The problem. Search the entries below for the line containing "pub fn is_active(&self)"; from there to the end, return every line exactly and add nothing.

(Collected data entries)
------
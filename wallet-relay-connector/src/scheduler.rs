//! Cancellable timers used by the service actor.
//!
//! Both handles cancel their background task when dropped, and `cancel()` may
//! be called any number of times.

use std::future::Future;
use std::time::Duration;
use tokio::task::JoinHandle;
use tokio::time::{interval_at, sleep, Instant, MissedTickBehavior};

/// Runs a callback every `period`, starting one period after spawning.
#[derive(Debug)]
pub struct RepeatingTask {
    handle: Option<JoinHandle<()>>,
}

impl RepeatingTask {
    pub fn spawn<F>(period: Duration, mut tick: F) -> Self
    where
        F: FnMut() + Send + 'static,
    {
        let period = period.max(Duration::from_millis(1));
        let handle = tokio::spawn(async move {
            let mut interval = interval_at(Instant::now() + period, period);
            interval.set_missed_tick_behavior(MissedTickBehavior::Delay);
            loop {
                interval.tick().await;
                tick();
            }
        });
        Self {
            handle: Some(handle),
        }
    }

    pub fn cancel(&mut self) {
        if let Some(handle) = self.handle.take() {
            handle.abort();
        }
    }

    pub fn is_active(&self) -> bool {
        self.handle.is_some()
    }
}

impl Drop for RepeatingTask {
    fn drop(&mut self) {
        self.cancel();
    }
}

/// Runs a future once after `delay`, unless cancelled first.
#[derive(Debug)]
pub struct Timer {
    handle: Option<JoinHandle<()>>,
}

impl Timer {
    pub fn spawn<Fut>(delay: Duration, fire: Fut) -> Self
    where
        Fut: Future<Output = ()> + Send + 'static,
    {
        let handle = tokio::spawn(async move {
            sleep(delay).await;
            fire.await;
        });
        Self {
            handle: Some(handle),
        }
    }

    pub fn cancel(&mut self) {
        if let Some(handle) = self.handle.take() {
            handle.abort();
        }
    }
}

impl Drop for Timer {
    fn drop(&mut self) {
        self.cancel();
    }
}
------
Output for this exercise.
    pub fn is_active(&self) -> bool {
        self.handle.is_some()
    }
}

impl Drop for RepeatingTask {
    fn drop(&mut self) {
        self.cancel();
    }
}

/// Runs a future once after `delay`, unless cancelled first.
#[derive(Debug)]
pub struct Timer {
    handle: Option<JoinHandle<()>>,
}

impl Timer {
    pub fn spawn<Fut>(delay: Duration, fire: Fut) -> Self
    where
        Fut: Future<Output = ()> + Send + 'static,
    {
        let handle = tokio::spawn(async move {
            sleep(delay).await;
            fire.await;
        });
        Self {
            handle: Some(handle),
        }
    }

    pub fn cancel(&mut self) {
        if let Some(handle) = self.handle.take() {
            handle.abort();
        }
    }
}

impl Drop for Timer {
    fn drop(&mut self) {
        self.cancel();
    }
}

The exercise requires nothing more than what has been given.